デジタルメディア大手Ziff DavisによるOpenAIへの著作権侵害訴訟が、新たな局面を迎えました。米国での司法判断は、生成AIの学習データに関する法的解釈を揺るがし続けています。日本の著作権法下にある企業であっても、このグローバルな係争の行方と、それがAIモデルの持続可能性に与える影響を無視することはできません。
Ziff Davis対OpenAI訴訟の現状と論点
米国のデジタル出版社Ziff Davis(IGNやPCMagなどを所有)が、ChatGPTの開発元であるOpenAIを著作権侵害で訴えている件において、担当判事はZiff Davis側の主張の一部を認め、審理を進める判断を下しました。これは、OpenAIが求めていた訴えの却下や手続きの遅延が全面的には認められなかったことを意味します。

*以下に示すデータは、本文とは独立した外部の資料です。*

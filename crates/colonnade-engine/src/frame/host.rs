//! In-process GPU backend.
//!
//! Memory lives in host vectors that can be inspected, and the timeline only
//! advances when told to. Tests use it to play the GPU's part of the frame
//! protocol; it also runs the pipeline headless.

use std::collections::VecDeque;
use std::sync::atomic::{AtomicBool, AtomicU64, AtomicUsize, Ordering};
use std::sync::{Arc, Mutex, PoisonError};

use super::backend::{CommandAllocator, GpuBackend, UploadMemory};
use super::error::FrameError;
use super::fence::{CompletionCounter, FenceValue, GpuTimeline};

/// Backend producing `HostMemory` and `HostAllocator`s.
#[derive(Debug, Clone)]
pub struct HostBackend {
    alignment: u64,
    memory_limit: Option<u64>,
}

impl Default for HostBackend {
    fn default() -> Self {
        Self {
            alignment: 256,
            memory_limit: None,
        }
    }
}

impl HostBackend {
    pub fn with_alignment(alignment: u64) -> Self {
        assert!(alignment.is_power_of_two(), "alignment must be a power of two");
        Self {
            alignment,
            ..Self::default()
        }
    }

    /// Fails any single allocation larger than `limit` bytes.
    pub fn with_memory_limit(limit: u64) -> Self {
        Self {
            memory_limit: Some(limit),
            ..Self::default()
        }
    }
}

impl GpuBackend for HostBackend {
    type Memory = HostMemory;
    type Allocator = HostAllocator;

    fn constant_buffer_alignment(&self) -> u64 {
        self.alignment
    }

    fn create_upload_memory(&self, label: &str, size: u64) -> Result<HostMemory, FrameError> {
        if let Some(limit) = self.memory_limit {
            if size > limit {
                return Err(FrameError::allocation(
                    label,
                    format!("{size} bytes exceeds the {limit} byte limit"),
                ));
            }
        }
        let len = usize::try_from(size)
            .map_err(|_| FrameError::allocation(label, "size does not fit in memory"))?;
        Ok(HostMemory::zeroed(len))
    }

    fn create_command_allocator(&self, label: &str) -> Result<HostAllocator, FrameError> {
        Ok(HostAllocator {
            label: label.to_string(),
            resets: 0,
        })
    }
}

/// Shared handle to a host byte buffer.
///
/// Clones see the same bytes, which lets a test keep a handle to memory owned
/// by a frame resource.
#[derive(Debug, Clone)]
pub struct HostMemory {
    bytes: Arc<Mutex<Vec<u8>>>,
    writes: Arc<AtomicUsize>,
}

impl HostMemory {
    fn zeroed(len: usize) -> Self {
        Self {
            bytes: Arc::new(Mutex::new(vec![0; len])),
            writes: Arc::new(AtomicUsize::new(0)),
        }
    }

    /// Snapshot of the whole buffer.
    pub fn bytes(&self) -> Vec<u8> {
        self.bytes
            .lock()
            .unwrap_or_else(PoisonError::into_inner)
            .clone()
    }

    /// Overwrites every byte; not counted as a write.
    pub fn fill(&self, value: u8) {
        self.bytes
            .lock()
            .unwrap_or_else(PoisonError::into_inner)
            .fill(value);
    }

    /// Number of `write` calls so far.
    pub fn write_count(&self) -> usize {
        self.writes.load(Ordering::SeqCst)
    }
}

impl UploadMemory for HostMemory {
    fn size(&self) -> u64 {
        self.bytes.lock().unwrap_or_else(PoisonError::into_inner).len() as u64
    }

    fn write(&mut self, offset: u64, bytes: &[u8]) {
        let start = offset as usize;
        let mut dst = self.bytes.lock().unwrap_or_else(PoisonError::into_inner);
        dst[start..start + bytes.len()].copy_from_slice(bytes);
        self.writes.fetch_add(1, Ordering::SeqCst);
    }
}

/// Command allocator that only counts resets.
#[derive(Debug)]
pub struct HostAllocator {
    label: String,
    resets: u64,
}

/// Recorder handed out by `HostAllocator::reset`.
#[derive(Debug, Clone, PartialEq, Eq)]
pub struct HostRecorder {
    pub allocator: String,
    pub generation: u64,
}

impl HostAllocator {
    pub fn resets(&self) -> u64 {
        self.resets
    }
}

impl CommandAllocator for HostAllocator {
    type Recorder = HostRecorder;

    fn reset(&mut self) -> Result<HostRecorder, FrameError> {
        self.resets += 1;
        Ok(HostRecorder {
            allocator: self.label.clone(),
            generation: self.resets,
        })
    }
}

#[derive(Debug, Default)]
struct TimelineShared {
    completed: CompletionCounter,
    pending: Mutex<VecDeque<u64>>,
    signaled: AtomicU64,
    waiting: AtomicUsize,
    immediate: bool,
    fail_signals: AtomicBool,
    fail_polls: AtomicBool,
}

/// Manually driven GPU timeline.
///
/// Signals queue up as pending until `complete_next`/`complete_through` is
/// called, typically from another clone of the same timeline standing in
/// for the GPU.
#[derive(Debug, Clone, Default)]
pub struct HostTimeline {
    shared: Arc<TimelineShared>,
}

impl HostTimeline {
    pub fn new() -> Self {
        Self::default()
    }

    /// A timeline whose signals complete as soon as they are queued.
    pub fn immediate() -> Self {
        Self {
            shared: Arc::new(TimelineShared {
                immediate: true,
                ..TimelineShared::default()
            }),
        }
    }

    /// Signaled values the GPU has not reached yet, oldest first.
    pub fn pending(&self) -> Vec<u64> {
        self.pending_queue().iter().copied().collect()
    }

    /// Completes the oldest pending signal.
    pub fn complete_next(&self) -> Option<FenceValue> {
        let value = self.pending_queue().pop_front()?;
        self.shared.completed.advance_to(value);
        Some(FenceValue(value))
    }

    /// Completes every pending signal up to and including `value`.
    pub fn complete_through(&self, value: u64) {
        let mut pending = self.pending_queue();
        while pending.front().is_some_and(|&v| v <= value) {
            pending.pop_front();
        }
        drop(pending);
        self.shared.completed.advance_to(value);
    }

    pub fn complete_all(&self) {
        let last = self.pending_queue().drain(..).last();
        if let Some(value) = last {
            self.shared.completed.advance_to(value);
        }
    }

    /// Number of threads currently blocked in `wait`.
    pub fn waiting(&self) -> usize {
        self.shared.waiting.load(Ordering::SeqCst)
    }

    /// Makes subsequent `signal` calls fail, as a lost device would.
    pub fn fail_signals(&self, fail: bool) {
        self.shared.fail_signals.store(fail, Ordering::SeqCst);
    }

    /// Makes subsequent `completed_value` calls fail, as a device whose
    /// progress can no longer be queried would.
    pub fn fail_polls(&self, fail: bool) {
        self.shared.fail_polls.store(fail, Ordering::SeqCst);
    }

    fn pending_queue(&self) -> std::sync::MutexGuard<'_, VecDeque<u64>> {
        self.shared
            .pending
            .lock()
            .unwrap_or_else(PoisonError::into_inner)
    }
}

impl GpuTimeline for HostTimeline {
    fn completed_value(&self) -> Result<FenceValue, FrameError> {
        if self.shared.fail_polls.load(Ordering::SeqCst) {
            return Err(FrameError::Poll {
                reason: "host timeline refused the poll".to_string(),
            });
        }
        Ok(FenceValue(self.shared.completed.get()))
    }

    fn signal(&self, value: FenceValue) -> Result<(), FrameError> {
        if self.shared.fail_signals.load(Ordering::SeqCst) {
            return Err(FrameError::Signal {
                value: value.0,
                reason: "host timeline refused the signal".to_string(),
            });
        }

        self.shared.signaled.fetch_max(value.0, Ordering::SeqCst);
        if self.shared.immediate {
            self.shared.completed.advance_to(value.0);
        } else {
            self.pending_queue().push_back(value.0);
        }
        Ok(())
    }

    fn wait(&self, value: FenceValue) -> Result<(), FrameError> {
        if value.0 > self.shared.signaled.load(Ordering::SeqCst) {
            return Err(FrameError::Wait {
                value: value.0,
                reason: "value was never signaled".to_string(),
            });
        }

        self.shared.waiting.fetch_add(1, Ordering::SeqCst);
        self.shared.completed.wait_for(value.0);
        self.shared.waiting.fetch_sub(1, Ordering::SeqCst);
        Ok(())
    }
}

#[cfg(test)]
mod tests {
    use super::*;

    #[test]
    fn memory_clones_share_bytes() {
        let backend = HostBackend::default();
        let mut memory = backend.create_upload_memory("m", 8).unwrap();
        let view = memory.clone();

        memory.write(4, &[1, 2, 3, 4]);

        assert_eq!(view.bytes(), vec![0, 0, 0, 0, 1, 2, 3, 4]);
        assert_eq!(view.write_count(), 1);
    }

    #[test]
    fn allocator_counts_resets() {
        let backend = HostBackend::default();
        let mut alloc = backend.create_command_allocator("frame 0").unwrap();
        assert_eq!(alloc.reset().unwrap().generation, 1);
        assert_eq!(alloc.reset().unwrap().generation, 2);
        assert_eq!(alloc.resets(), 2);
    }

    #[test]
    fn timeline_completes_in_order() {
        let timeline = HostTimeline::new();
        timeline.signal(FenceValue(1)).unwrap();
        timeline.signal(FenceValue(2)).unwrap();
        timeline.signal(FenceValue(3)).unwrap();

        assert_eq!(timeline.complete_next(), Some(FenceValue(1)));
        assert_eq!(timeline.completed_value().unwrap(), FenceValue(1));

        timeline.complete_through(2);
        assert_eq!(timeline.pending(), vec![3]);

        timeline.complete_all();
        assert_eq!(timeline.completed_value().unwrap(), FenceValue(3));
        assert!(timeline.pending().is_empty());
    }

    #[test]
    fn waiting_on_unsignaled_value_is_an_error() {
        let timeline = HostTimeline::new();
        let err = timeline.wait(FenceValue(1)).unwrap_err();
        assert!(matches!(err, FrameError::Wait { value: 1, .. }));
    }
}
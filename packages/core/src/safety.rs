//! Deletion guard.
//!
//! Every removal of a device directory or symlink goes through
//! [`validate_deletable`] first. The check works on canonical paths so `..`
//! segments and symlinked parents cannot walk out of the base directory.

use std::fs;
use std::io;
use std::path::{Component, Path, PathBuf};

use tracing::error;

/// Returns true if `path` may be deleted as part of the artifacts under `base_dir`.
///
/// Rejected: an empty path, the filesystem root, the home directory, the base
/// directory itself, and anything whose canonical location is not strictly
/// inside the canonical base directory. A symlink is judged by where the link
/// itself lives, not by its target, since removing it never touches the target.
/// A path that does not exist yet is judged by its canonical parent.
pub fn validate_deletable(path: &Path, base_dir: &Path) -> bool {
    if path.as_os_str().is_empty() || path == Path::new("/") {
        return false;
    }

    let Ok(base) = fs::canonicalize(base_dir) else {
        return false;
    };
    let Some(candidate) = canonical_location(path) else {
        return false;
    };

    if candidate == Path::new("/") || candidate == base {
        return false;
    }
    if let Some(home) = dirs::home_dir() {
        let home = fs::canonicalize(&home).unwrap_or(home);
        if candidate == home {
            return false;
        }
    }

    candidate.starts_with(&base)
}

/// Like [`validate_deletable`], but logs the rejection at error level.
pub fn guard_deletion(path: &Path, base_dir: &Path) -> bool {
    let allowed = validate_deletable(path, base_dir);
    if !allowed {
        error!(
            path = %path.display(),
            base = %base_dir.display(),
            "refusing to delete path outside the managed base directory"
        );
    }
    allowed
}

/// Canonical location of the directory entry named by `path`.
fn canonical_location(path: &Path) -> Option<PathBuf> {
    let is_link = fs::symlink_metadata(path)
        .map(|m| m.file_type().is_symlink())
        .unwrap_or(false);

    if !is_link {
        match fs::canonicalize(path) {
            Ok(canonical) => return Some(canonical),
            Err(e) if e.kind() == io::ErrorKind::NotFound => {}
            Err(_) => return None,
        }
    }

    // Symlink or missing entry: canonicalize the parent, keep the final name.
    let name = match path.components().next_back()? {
        Component::Normal(name) => name.to_owned(),
        _ => return None,
    };
    let parent = path.parent().filter(|p| !p.as_os_str().is_empty())?;
    let parent = fs::canonicalize(parent).ok()?;
    Some(parent.join(name))
}
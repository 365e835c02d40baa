//! Device lifecycle: connect, disconnect, swap and crash recovery.
//!
//! The manager is in one of two states, derived from the persisted state file:
//! idle (no tracked device) or connected (a tracked device with live
//! artifacts). Each poll tick compares the detected mount with the tracked
//! device and runs at most one transition.
//!
//! Connect order is discover, link, bookmark, log, persist: the state file
//! only names a device once its artifacts exist. Disconnect removes bookmarks
//! before symlinks, then the device directory if empty, then clears the state.

use std::fs;
use std::path::PathBuf;
use std::sync::atomic::{AtomicBool, Ordering};
use std::thread;
use std::time::{Duration, Instant};

use tracing::{debug, error, info, warn};

use crate::bookmark::Bookmarks;
use crate::config::Config;
use crate::detect::{FsMountSource, MountHandle, MountSource};
use crate::error::{IoResultExt, Result};
use crate::identity::DeviceIdentity;
use crate::notify::{self, Notifier};
use crate::resolver::{self, NameResolver};
use crate::safety;
use crate::state::{PersistedState, StateStore, TrackedDevice};
use crate::storage;
use crate::symlink;
use crate::timeout::SingleFlight;

/// Longest single sleep between shutdown checks.
const SHUTDOWN_POLL: Duration = Duration::from_millis(200);

/// What one tick did.
#[derive(Debug, Clone, PartialEq, Eq)]
pub enum Transition {
    /// Nothing mounted, nothing tracked.
    Idle,
    /// The tracked device is still mounted at the same place.
    Unchanged,
    /// A device was connected from idle.
    Connected(DeviceIdentity),
    /// The tracked device was re-linked after its mount moved.
    Refreshed(DeviceIdentity),
    /// A different device replaced the tracked one.
    Swapped {
        from: DeviceIdentity,
        to: DeviceIdentity,
    },
    /// The tracked device went away.
    Disconnected(DeviceIdentity),
    /// A mount is present but nothing could be linked; no device is tracked
    /// afterwards. If the same device was tracked before, its old links were
    /// removed.
    ConnectAborted(DeviceIdentity),
}

/// Drives the artifact lifecycle for the single tracked device.
pub struct DeviceManager {
    config: Config,
    store: StateStore,
    bookmarks: Bookmarks,
    source: Box<dyn MountSource>,
    resolver: Box<dyn NameResolver>,
    notifier: Box<dyn Notifier>,
    discovery: SingleFlight,
}

impl DeviceManager {
    /// Builds a manager with the collaborators described by `config`.
    pub fn new(config: Config) -> Self {
        let source = Box::new(FsMountSource::new(
            config.mount_root.clone(),
            config.timeouts.scan(),
        ));
        let resolver = resolver::from_config(&config);
        let notifier = notify::from_config(&config);
        Self::with_collaborators(config, source, resolver, notifier)
    }

    /// Builds a manager with explicit collaborators.
    pub fn with_collaborators(
        config: Config,
        source: Box<dyn MountSource>,
        resolver: Box<dyn NameResolver>,
        notifier: Box<dyn Notifier>,
    ) -> Self {
        let store = StateStore::new(&config.state_dir, config.managed_log_max_bytes);
        let bookmarks = Bookmarks::new(config.bookmarks.file.clone(), config.bookmarks.enabled);
        Self {
            config,
            store,
            bookmarks,
            source,
            resolver,
            notifier,
            discovery: SingleFlight::new(),
        }
    }

    pub fn config(&self) -> &Config {
        &self.config
    }

    /// The persisted state as currently on disk. Read-only, so it is safe to
    /// call while a daemon is running.
    pub fn status(&self) -> Result<PersistedState> {
        self.store.peek()
    }

    /// Polls once and performs whatever transition the observation calls for.
    pub fn tick(&mut self) -> Result<Transition> {
        let tracked = self.store.current()?;
        let mount = self.source.detect();

        match (mount, tracked) {
            (None, None) => Ok(Transition::Idle),
            (None, Some(tracked)) => {
                info!(device = %tracked.identity.sanitized_name, "device mount disappeared");
                self.disconnect(&tracked)?;
                Ok(Transition::Disconnected(tracked.identity))
            }
            (Some(mount), Some(tracked)) if tracked.mount_path == mount.path => {
                Ok(Transition::Unchanged)
            }
            (Some(mount), tracked) => {
                let identity = self.identify(&mount);
                let mut swapped_from = None;
                let mut refreshed = None;
                match tracked {
                    Some(tracked) if !tracked.identity.same_device(&identity) => {
                        info!(
                            from = %tracked.identity.sanitized_name,
                            to = %identity.sanitized_name,
                            "a different device is mounted, cleaning up the old one first"
                        );
                        self.disconnect(&tracked)?;
                        swapped_from = Some(tracked.identity);
                    }
                    Some(tracked) => refreshed = Some(tracked),
                    None => {}
                }

                let Some(current) = self.connect(&mount, &identity)? else {
                    if let Some(stale) = refreshed {
                        info!(
                            device = %stale.identity.sanitized_name,
                            "device remounted without usable storage, removing old links"
                        );
                        self.disconnect(&stale)?;
                    }
                    return Ok(Transition::ConnectAborted(identity));
                };

                if let Some(previous) = refreshed {
                    self.prune_links(&previous, &current);
                    return Ok(Transition::Refreshed(identity));
                }
                Ok(match swapped_from {
                    Some(from) => Transition::Swapped { from, to: identity },
                    None => Transition::Connected(identity),
                })
            }
        }
    }

    /// Removes links (and their bookmarks) recorded for `previous` that the
    /// reconnect in `current` no longer produced.
    fn prune_links(&self, previous: &TrackedDevice, current: &TrackedDevice) {
        let stale: Vec<PathBuf> = previous
            .links
            .iter()
            .filter(|link| !current.links.contains(link))
            .cloned()
            .collect();
        if stale.is_empty() {
            return;
        }

        let name = &current.identity.sanitized_name;
        if let Err(e) = self.bookmarks.remove_links(name, &stale) {
            warn!(device = %name, error = %e, "failed to remove stale bookmarks");
        }
        let removed = symlink::remove_all(&stale, &self.config.base_dir);
        info!(device = %name, removed, "removed links to storage that is gone");
    }

    /// Resolves the identity of a mounted device, falling back to its host.
    fn identify(&self, mount: &MountHandle) -> DeviceIdentity {
        let display_name = match self.resolver.resolve(&mount.host) {
            Some(name) => name,
            None => {
                warn!(host = %mount.host, "could not resolve device name, using host");
                mount.host.clone()
            }
        };
        DeviceIdentity::new(display_name, mount.host.clone(), mount.port)
    }

    /// Runs the connect sequence. Returns `None` when nothing could be linked.
    ///
    /// Safe to repeat for the same device: links and bookmarks already in
    /// place are left as they are.
    pub fn connect(
        &self,
        mount: &MountHandle,
        identity: &DeviceIdentity,
    ) -> Result<Option<TrackedDevice>> {
        let entries = storage::discover_bounded(
            &mount.path,
            &self.config.storage,
            self.config.timeouts.storage(),
            &self.discovery,
        );
        if entries.is_empty() {
            info!(
                device = %identity.sanitized_name,
                mount = %mount.path.display(),
                "no usable storage on device yet"
            );
            return Ok(None);
        }

        let device_dir = self.device_dir(identity);
        fs::create_dir_all(&device_dir).device_dir_context(&device_dir)?;

        let report = symlink::sync(&device_dir, &entries);
        if report.created_count() == 0 {
            warn!(device = %identity.sanitized_name, "no storage entry could be linked");
            symlink::remove_dir_if_empty(&device_dir, &self.config.base_dir);
            return Ok(None);
        }

        if let Err(e) = self.bookmarks.add(identity, &report.linked) {
            warn!(device = %identity.sanitized_name, error = %e, "failed to add bookmarks");
        }
        if let Err(e) = self.store.record_managed(identity) {
            warn!(device = %identity.sanitized_name, error = %e, "failed to record managed device");
        }

        let tracked = TrackedDevice {
            identity: identity.clone(),
            mount_path: mount.path.clone(),
            links: report.link_paths(),
        };
        self.store.save_current(&tracked)?;

        info!(
            device = %identity.sanitized_name,
            host = %identity.host,
            links = report.created_count(),
            skipped = report.skipped.len(),
            "device connected"
        );
        self.notifier.notify(
            "Device connected",
            &format!("{} is available in {}", identity.display_name, device_dir.display()),
        );
        Ok(Some(tracked))
    }

    /// Removes the artifacts of `tracked` and clears the persisted state.
    pub fn disconnect(&self, tracked: &TrackedDevice) -> Result<()> {
        self.cleanup_artifacts(&tracked.identity, &tracked.links);
        self.store.clear()?;

        info!(device = %tracked.identity.sanitized_name, "device disconnected");
        self.notifier.notify(
            "Device disconnected",
            &format!("{} is no longer available", tracked.identity.display_name),
        );
        Ok(())
    }

    /// Removes bookmarks, then links, then the device directory if empty.
    ///
    /// Works on whatever is left of a partially removed artifact set; every
    /// step tolerates missing pieces.
    fn cleanup_artifacts(&self, identity: &DeviceIdentity, links: &[PathBuf]) {
        if let Err(e) = self.bookmarks.remove(&identity.sanitized_name) {
            warn!(device = %identity.sanitized_name, error = %e, "failed to remove bookmarks");
        }

        let device_dir = self.device_dir(identity);
        if !safety::guard_deletion(&device_dir, &self.config.base_dir) {
            return;
        }

        let removed = symlink::remove_all(links, &self.config.base_dir);
        debug!(device = %identity.sanitized_name, removed, "removed links");
        symlink::remove_dir_if_empty(&device_dir, &self.config.base_dir);
    }

    /// Links recorded for a device plus every link name the configuration
    /// could have produced for it.
    fn known_links(&self, identity: &DeviceIdentity, recorded: &[PathBuf]) -> Vec<PathBuf> {
        let device_dir = self.device_dir(identity);
        let mut links = recorded.to_vec();
        for label in storage::candidate_labels(&self.config.storage) {
            let link = device_dir.join(label);
            if !links.contains(&link) {
                links.push(link);
            }
        }
        links
    }

    fn device_dir(&self, identity: &DeviceIdentity) -> PathBuf {
        self.config.base_dir.join(&identity.sanitized_name)
    }

    /// Startup pass that repairs whatever a previous run left behind.
    ///
    /// The tracked device is cleaned up unless the same device is still
    /// mounted. Devices from the managed log that are neither tracked nor
    /// mounted get their artifacts removed as well, which covers a crash
    /// between linking and persisting. Idempotent.
    pub fn reconcile(&mut self) -> Result<()> {
        let tracked = self.store.current()?;
        let live = self.source.detect().map(|mount| self.identify(&mount));

        let mut keep = live.as_ref().map(|identity| identity.sanitized_name.clone());

        if let Some(tracked) = tracked {
            let still_here = live
                .as_ref()
                .is_some_and(|identity| identity.same_device(&tracked.identity));
            if still_here {
                debug!(device = %tracked.identity.sanitized_name, "tracked device still mounted");
                keep = Some(tracked.identity.sanitized_name.clone());
            } else {
                info!(
                    device = %tracked.identity.sanitized_name,
                    "cleaning up device left over from a previous run"
                );
                let links = self.known_links(&tracked.identity, &tracked.links);
                self.cleanup_artifacts(&tracked.identity, &links);
                self.store.clear()?;
            }
        }

        for identity in self.store.managed_devices()? {
            if keep.as_deref() == Some(identity.sanitized_name.as_str()) {
                continue;
            }
            let links = self.known_links(&identity, &[]);
            self.cleanup_artifacts(&identity, &links);
        }

        Ok(())
    }

    /// Removes the artifacts of every device ever managed and clears the state.
    ///
    /// Used by the uninstall flow. Returns the number of devices processed.
    pub fn reconcile_and_cleanup_all(&self) -> Result<usize> {
        let mut devices: Vec<(DeviceIdentity, Vec<PathBuf>)> = Vec::new();
        if let Some(tracked) = self.store.current()? {
            devices.push((tracked.identity, tracked.links));
        }
        for identity in self.store.managed_devices()? {
            if !devices.iter().any(|(d, _)| d.same_device(&identity)) {
                devices.push((identity, Vec::new()));
            }
        }

        for (identity, recorded) in &devices {
            info!(device = %identity.sanitized_name, "removing artifacts");
            let links = self.known_links(identity, recorded);
            self.cleanup_artifacts(identity, &links);
        }
        self.store.clear()?;

        Ok(devices.len())
    }

    /// Reconciles, then polls until `shutdown` is set.
    ///
    /// A failing tick is logged and the loop carries on.
    pub fn run(&mut self, shutdown: &AtomicBool) {
        info!(
            mount_root = %self.config.mount_root.display(),
            base_dir = %self.config.base_dir.display(),
            interval = ?self.config.poll_interval(),
            "watching for devices"
        );

        if let Err(e) = self.reconcile() {
            error!(error = %e, "startup reconciliation failed");
        }

        while !shutdown.load(Ordering::SeqCst) {
            match self.tick() {
                Ok(Transition::Idle | Transition::Unchanged) => {}
                Ok(transition) => debug!(?transition, "tick"),
                Err(e) => error!(error = %e, "poll iteration failed"),
            }
            sleep_unless_shutdown(self.config.poll_interval(), shutdown);
        }

        info!("shutting down");
    }
}

/// Sleeps for `duration`, waking early once `shutdown` is set.
fn sleep_unless_shutdown(duration: Duration, shutdown: &AtomicBool) {
    let deadline = Instant::now() + duration;
    while !shutdown.load(Ordering::SeqCst) {
        let now = Instant::now();
        if now >= deadline {
            break;
        }
        thread::sleep((deadline - now).min(SHUTDOWN_POLL));
    }
}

一方で、OpenAI側も一定の戦果を上げています。判事は、ChatGPTの「より新しいモデル」に関する証拠開示(ディスカバリー)の手続きを一時停止(stay)することを認めました。これは、現在係争の中心となっている過去の学習データセットと、今後リリースされる最新技術に関する情報を切り分け、OpenAI側の企業秘密や開発スピードを守るための防衛線が一部機能した形と言えます。
この訴訟は、New York Timesなど他の大手メディアによる訴訟と同様、「Web上の公開データをAIの学習に無断で利用することは、著作権侵害にあたるのか、それともフェアユース(公正利用)なのか」という、生成AIビジネスの根幹に関わる問いを投げかけています。
米国における「フェアユース」を巡る不確実性
米国では現在、AI開発企業が主張する「学習はフェアユースである」という理屈に対し、司法が明確な最終判断を下していません。もし今後、主要な訴訟でAI開発企業側が敗訴、あるいは厳しい和解条件を課された場合、以下のような影響が考えられます。
- 基盤モデルのコスト増:学習データのライセンス料が上乗せされ、API利用料が高騰する可能性があります。
- モデルの性能変化:権利関係がクリアでないデータが削除され、特定の知識領域でAIの回答精度が下がるリスクがあります。
グローバル展開するAIモデルを利用している日本企業にとって、これは対岸の火事ではありません。利用しているLLM(大規模言語モデル)の法的安定性が、自社サービスの継続性に直結するからです。
日本の「著作権法第30条の4」とのギャップと実務対応
ここで重要なのが、日米の法制度の違いです。日本の著作権法第30条の4は、世界的に見てもAI学習に極めて寛容であり、営利目的であっても「情報解析」のための学習利用は原則として著作権侵害にあたらないとされています。
しかし、実務上は以下の点に注意が必要です。
第一に、グローバル展開のリスクです。日本国内で開発・学習させたモデルであっても、そのサービスを米国や欧州で展開する場合、現地の著作権法が適用されるリスクがあります。「日本では合法だから」という理屈が、国際ビジネスでは通じない場面が増えています。
第二に、レピュテーションリスク(評判リスク)です。法的に問題がなくとも、クリエイターやメディアの権利を軽視していると見なされれば、企業ブランドが毀損する可能性があります。特に国内でも、イラスト生成AIなどを中心にクリエイター保護の声が高まっており、テキスト生成においても配慮が求められる土壌ができつつあります。
日本企業のAI活用への示唆
今回のZiff Davis対OpenAIの動向を踏まえ、日本企業の実務担当者は以下のポイントを意識して戦略を立てるべきです。
1. 外部モデル依存リスクの再評価
OpenAI等の米国製モデルは強力ですが、訴訟リスクによる将来的な仕様変更やコスト増の可能性を織り込む必要があります。特定のモデルにロックインされないよう、LLMを切り替え可能なアーキテクチャ(LLM Gatewayなど)を採用しておくことが、技術的なリスクヘッジとなります。
2. RAG(検索拡張生成)による権利関係の明確化
AIの学習データに含まれる知識に頼り切るのではなく、自社が保有するデータや、正式に契約した外部データベースをRAG(Retrieval-Augmented Generation)の仕組みで参照させるアプローチがより重要になります。これにより、回答の根拠を明確化しつつ、著作権的な透明性を高めることができます。
3. 「日本基準」と「グローバル基準」の使い分け
国内限定の業務効率化ツールであれば、日本の著作権法(第30条の4)を最大限活用して開発スピードを優先するのが合理的です。一方、対外的なサービスやグローバル展開を見据えるプロダクトでは、学習データのクリーンさを重視したモデル選定や、データ提供元とのライセンス契約を検討するなど、より慎重なガバナンスが求められます。